(Source data)
---------------

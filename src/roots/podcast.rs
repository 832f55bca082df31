//! Cloud podcasts: categories, shows, then episodes parsed from the show's RSS

use async_trait::async_trait;
use std::sync::Arc;
use tracing::debug;

use crate::browse::{BrowseNode, DepthSchema, Level, MediaClass, NodePath, RootKind, RootResolver};
use crate::catalog::CatalogGateway;
use crate::error::BrowseError;
use crate::parse::rss::FEED_IMAGE;
use crate::roots::upstream;

const PODCAST_LEVELS: &[Level] = &[
    Level::new("categories", 0),
    Level::new("shows", 1),
    // category / show / feed url
    Level::new("episodes", 3),
];
static PODCAST_SCHEMA: DepthSchema = DepthSchema::new(PODCAST_LEVELS);

pub struct PodcastRoot {
    gateway: Arc<dyn CatalogGateway>,
    title: String,
}

impl PodcastRoot {
    pub fn new(gateway: Arc<dyn CatalogGateway>) -> Self {
        Self {
            gateway,
            title: RootKind::Podcast.default_title().to_string(),
        }
    }

    pub fn with_title(mut self, title: impl Into<String>) -> Self {
        self.title = title.into();
        self
    }

    async fn categories(&self, path: &NodePath) -> Result<BrowseNode, BrowseError> {
        let prefix = RootKind::Podcast.prefix();
        let categories = self
            .gateway
            .list_top_level(prefix)
            .await
            .map_err(upstream(path))?;

        let children = categories
            .into_iter()
            .map(|category| {
                let id = PODCAST_SCHEMA.encode(prefix, &[&category.token]);
                BrowseNode::directory(category.label, id, MediaClass::Directory, prefix)
                    .with_thumbnail(category.thumbnail)
            })
            .collect();

        Ok(BrowseNode::directory(&self.title, prefix, MediaClass::Directory, prefix)
            .with_children(children))
    }

    async fn shows(&self, path: &NodePath) -> Result<BrowseNode, BrowseError> {
        let prefix = RootKind::Podcast.prefix();
        let category = path.require(0)?;
        let shows = self
            .gateway
            .list_children(category)
            .await
            .map_err(upstream(path))?;

        let children = shows
            .into_iter()
            .map(|show| {
                if show.token.is_empty() {
                    return Err(BrowseError::missing(path, "feed url"));
                }
                let id = PODCAST_SCHEMA.encode(prefix, &[category, show.label.as_str(), show.token.as_str()]);
                Ok(BrowseNode::directory(show.label, id, MediaClass::Podcast, prefix)
                    .with_thumbnail(show.thumbnail))
            })
            .collect::<Result<Vec<_>, _>>()?;

        Ok(
            BrowseNode::directory(category, &path.node_id, MediaClass::Directory, prefix)
                .with_children(children),
        )
    }

    async fn episodes(&self, path: &NodePath) -> Result<BrowseNode, BrowseError> {
        let prefix = RootKind::Podcast.prefix();
        let show = path.require(1)?;
        let feed_url = path.require(2)?;
        let episodes = self
            .gateway
            .fetch_terminal_feed(feed_url)
            .await
            .map_err(upstream(path))?;

        let total = episodes.len();
        let feed_image = episodes
            .first()
            .and_then(|episode| episode.extra(FEED_IMAGE))
            .map(str::to_string);
        let children: Vec<_> = episodes
            .into_iter()
            // Items without an enclosure are announcements, not episodes
            .filter(|episode| !episode.token.is_empty())
            .map(|episode| {
                BrowseNode::leaf(episode.label, episode.token, MediaClass::Episode, prefix)
                    .with_thumbnail(episode.thumbnail)
            })
            .collect();

        if children.len() < total {
            debug!(
                feed_url,
                skipped = total - children.len(),
                "Skipped feed items without enclosure"
            );
        }

        // Channel art first; an episode's own image only when the feed has none
        let thumbnail = feed_image.or_else(|| children.first().and_then(|c| c.thumbnail.clone()));
        Ok(
            BrowseNode::directory(show, &path.node_id, MediaClass::Podcast, prefix)
                .with_thumbnail(thumbnail)
                .with_children(children),
        )
    }
}

#[async_trait]
impl RootResolver for PodcastRoot {
    fn kind(&self) -> RootKind {
        RootKind::Podcast
    }

    fn schema(&self) -> &DepthSchema {
        &PODCAST_SCHEMA
    }

    fn title(&self) -> &str {
        &self.title
    }

    async fn resolve(&self, path: &NodePath) -> Result<BrowseNode, BrowseError> {
        match path.level {
            0 => self.categories(path).await,
            1 => self.shows(path).await,
            _ => self.episodes(path).await,
        }
    }
}
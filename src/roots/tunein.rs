//! TuneIn: OPML directories all the way down
//!
//! Ids below the top are `ais_tunein/2/<title>/<opml url>`; the literal `2`
//! is kept so ids stay compatible with ones already stored by players.

use async_trait::async_trait;
use std::sync::Arc;

use crate::browse::{BrowseNode, DepthSchema, Level, MediaClass, NodePath, RootKind, RootResolver};
use crate::catalog::{CatalogEntry, CatalogGateway};
use crate::error::BrowseError;
use crate::roots::upstream;

const OUTLINE_MARKER: &str = "2";

const TUNEIN_LEVELS: &[Level] = &[
    Level::new("directory", 0),
    // marker / title / opml url
    Level::marked("outline", 3, OUTLINE_MARKER),
];
static TUNEIN_SCHEMA: DepthSchema = DepthSchema::new(TUNEIN_LEVELS);

pub struct TuneInRoot {
    gateway: Arc<dyn CatalogGateway>,
    title: String,
}

impl TuneInRoot {
    pub fn new(gateway: Arc<dyn CatalogGateway>) -> Self {
        Self {
            gateway,
            title: RootKind::TuneIn.default_title().to_string(),
        }
    }

    pub fn with_title(mut self, title: impl Into<String>) -> Self {
        self.title = title.into();
        self
    }
}

/// `audio` outlines play, `link` outlines open another OPML document
fn outline_node(outline: CatalogEntry) -> BrowseNode {
    let prefix = RootKind::TuneIn.prefix();
    if outline.extra("type") == Some("audio") {
        return BrowseNode::leaf(outline.label, outline.token, MediaClass::Channel, prefix)
            .with_thumbnail(outline.thumbnail);
    }

    let id = TUNEIN_SCHEMA.encode(
        prefix,
        &[OUTLINE_MARKER, outline.label.as_str(), outline.token.as_str()],
    );
    BrowseNode::directory(outline.label, id, MediaClass::Directory, prefix)
        .with_thumbnail(outline.thumbnail)
}

#[async_trait]
impl RootResolver for TuneInRoot {
    fn kind(&self) -> RootKind {
        RootKind::TuneIn
    }

    fn schema(&self) -> &DepthSchema {
        &TUNEIN_SCHEMA
    }

    fn title(&self) -> &str {
        &self.title
    }

    async fn resolve(&self, path: &NodePath) -> Result<BrowseNode, BrowseError> {
        let prefix = RootKind::TuneIn.prefix();
        let (title, outlines) = match path.level {
            0 => {
                let outlines = self.gateway.list_top_level("").await;
                (self.title.as_str(), outlines)
            }
            _ => {
                let title = path.require(1)?;
                let outlines = self.gateway.list_children(path.require(2)?).await;
                (title, outlines)
            }
        };

        let children = outlines
            .map_err(upstream(path))?
            .into_iter()
            .map(outline_node)
            .collect();

        Ok(
            BrowseNode::directory(title, &path.node_id, MediaClass::Directory, prefix)
                .with_children(children),
        )
    }
}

---------------

In the lines above, every record is to be repeated exactly.

- [Response to the exercise]
filename src/roots/podcast.rs
repository 832f55bca082df31
//! Cloud podcasts: categories, shows, then episodes parsed from the show's RSS

use async_trait::async_trait;
use std::sync::Arc;
use tracing::debug;

use crate::browse::{BrowseNode, DepthSchema, Level, MediaClass, NodePath, RootKind, RootResolver};
use crate::catalog::CatalogGateway;
use crate::error::BrowseError;
use crate::parse::rss::FEED_IMAGE;
use crate::roots::upstream;

const PODCAST_LEVELS: &[Level] = &[
    Level::new("categories", 0),
    Level::new("shows", 1),
    // category / show / feed url
    Level::new("episodes", 3),
];
static PODCAST_SCHEMA: DepthSchema = DepthSchema::new(PODCAST_LEVELS);

pub struct PodcastRoot {
    gateway: Arc<dyn CatalogGateway>,
    title: String,
}

impl PodcastRoot {
    pub fn new(gateway: Arc<dyn CatalogGateway>) -> Self {
        Self {
            gateway,
            title: RootKind::Podcast.default_title().to_string(),
        }
    }

    pub fn with_title(mut self, title: impl Into<String>) -> Self {
        self.title = title.into();
        self
    }

    async fn categories(&self, path: &NodePath) -> Result<BrowseNode, BrowseError> {
        let prefix = RootKind::Podcast.prefix();
        let categories = self
            .gateway
            .list_top_level(prefix)
            .await
            .map_err(upstream(path))?;

        let children = categories
            .into_iter()
            .map(|category| {
                let id = PODCAST_SCHEMA.encode(prefix, &[&category.token]);
                BrowseNode::directory(category.label, id, MediaClass::Directory, prefix)
                    .with_thumbnail(category.thumbnail)
            })
            .collect();

        Ok(BrowseNode::directory(&self.title, prefix, MediaClass::Directory, prefix)
            .with_children(children))
    }

    async fn shows(&self, path: &NodePath) -> Result<BrowseNode, BrowseError> {
        let prefix = RootKind::Podcast.prefix();
        let category = path.require(0)?;
        let shows = self
            .gateway
            .list_children(category)
            .await
            .map_err(upstream(path))?;

        let children = shows
            .into_iter()
            .map(|show| {
                if show.token.is_empty() {
                    return Err(BrowseError::missing(path, "feed url"));
                }
                let id = PODCAST_SCHEMA.encode(prefix, &[category, show.label.as_str(), show.token.as_str()]);
                Ok(BrowseNode::directory(show.label, id, MediaClass::Podcast, prefix)
                    .with_thumbnail(show.thumbnail))
            })
            .collect::<Result<Vec<_>, _>>()?;

        Ok(
            BrowseNode::directory(category, &path.node_id, MediaClass::Directory, prefix)
                .with_children(children),
        )
    }

    async fn episodes(&self, path: &NodePath) -> Result<BrowseNode, BrowseError> {
        let prefix = RootKind::Podcast.prefix();
        let show = path.require(1)?;
        let feed_url = path.require(2)?;
        let episodes = self
            .gateway
            .fetch_terminal_feed(feed_url)
            .await
            .map_err(upstream(path))?;

        let total = episodes.len();
        let feed_image = episodes
            .first()
            .and_then(|episode| episode.extra(FEED_IMAGE))
            .map(str::to_string);
        let children: Vec<_> = episodes
            .into_iter()
            // Items without an enclosure are announcements, not episodes
            .filter(|episode| !episode.token.is_empty())
            .map(|episode| {
                BrowseNode::leaf(episode.label, episode.token, MediaClass::Episode, prefix)
                    .with_thumbnail(episode.thumbnail)
            })
            .collect();

        if children.len() < total {
            debug!(
                feed_url,
                skipped = total - children.len(),
                "Skipped feed items without enclosure"
            );
        }

        // Channel art first; an episode's own image only when the feed has none
        let thumbnail = feed_image.or_else(|| children.first().and_then(|c| c.thumbnail.clone()));
        Ok(
            BrowseNode::directory(show, &path.node_id, MediaClass::Podcast, prefix)
                .with_thumbnail(thumbnail)
                .with_children(children),
        )
    }
}

#[async_trait]
impl RootResolver for PodcastRoot {
    fn kind(&self) -> RootKind {
        RootKind::Podcast
    }

    fn schema(&self) -> &DepthSchema {
        &PODCAST_SCHEMA
    }

    fn title(&self) -> &str {
        &self.title
    }

    async fn resolve(&self, path: &NodePath) -> Result<BrowseNode, BrowseError> {
        match path.level {
            0 => self.categories(path).await,
            1 => self.shows(path).await,
            _ => self.episodes(path).await,
        }
    }
}
filename src/roots/tunein.rs
//! TuneIn: OPML directories all the way down
//!
//! Ids below the top are `ais_tunein/2/<title>/<opml url>`; the literal `2`
//! is kept so ids stay compatible with ones already stored by players.

use async_trait::async_trait;
use std::sync::Arc;

use crate::browse::{BrowseNode, DepthSchema, Level, MediaClass, NodePath, RootKind, RootResolver};
use crate::catalog::{CatalogEntry, CatalogGateway};
use crate::error::BrowseError;
use crate::roots::upstream;

const OUTLINE_MARKER: &str = "2";

const TUNEIN_LEVELS: &[Level] = &[
    Level::new("directory", 0),
    // marker / title / opml url
    Level::marked("outline", 3, OUTLINE_MARKER),
];
static TUNEIN_SCHEMA: DepthSchema = DepthSchema::new(TUNEIN_LEVELS);

pub struct TuneInRoot {
    gateway: Arc<dyn CatalogGateway>,
    title: String,
}

impl TuneInRoot {
    pub fn new(gateway: Arc<dyn CatalogGateway>) -> Self {
        Self {
            gateway,
            title: RootKind::TuneIn.default_title().to_string(),
        }
    }

    pub fn with_title(mut self, title: impl Into<String>) -> Self {
        self.title = title.into();
        self
    }
}

/// `audio` outlines play, `link` outlines open another OPML document
fn outline_node(outline: CatalogEntry) -> BrowseNode {
    let prefix = RootKind::TuneIn.prefix();
    if outline.extra("type") == Some("audio") {
        return BrowseNode::leaf(outline.label, outline.token, MediaClass::Channel, prefix)
            .with_thumbnail(outline.thumbnail);
    }

    let id = TUNEIN_SCHEMA.encode(
        prefix,
        &[OUTLINE_MARKER, outline.label.as_str(), outline.token.as_str()],
    );
    BrowseNode::directory(outline.label, id, MediaClass::Directory, prefix)
        .with_thumbnail(outline.thumbnail)
}

#[async_trait]
impl RootResolver for TuneInRoot {
    fn kind(&self) -> RootKind {
        RootKind::TuneIn
    }

    fn schema(&self) -> &DepthSchema {
        &TUNEIN_SCHEMA
    }

    fn title(&self) -> &str {
        &self.title
    }

    async fn resolve(&self, path: &NodePath) -> Result<BrowseNode, BrowseError> {
        let prefix = RootKind::TuneIn.prefix();
        let (title, outlines) = match path.level {
            0 => {
                let outlines = self.gateway.list_top_level("").await;
                (self.title.as_str(), outlines)
            }
            _ => {
                let title = path.require(1)?;
                let outlines = self.gateway.list_children(path.require(2)?).await;
                (title, outlines)
            }
        };

        let children = outlines
            .map_err(upstream(path))?
            .into_iter()
            .map(outline_node)
            .collect();

        Ok(
            BrowseNode::directory(title, &path.node_id, MediaClass::Directory, prefix)
                .with_children(children),
        )
    }
}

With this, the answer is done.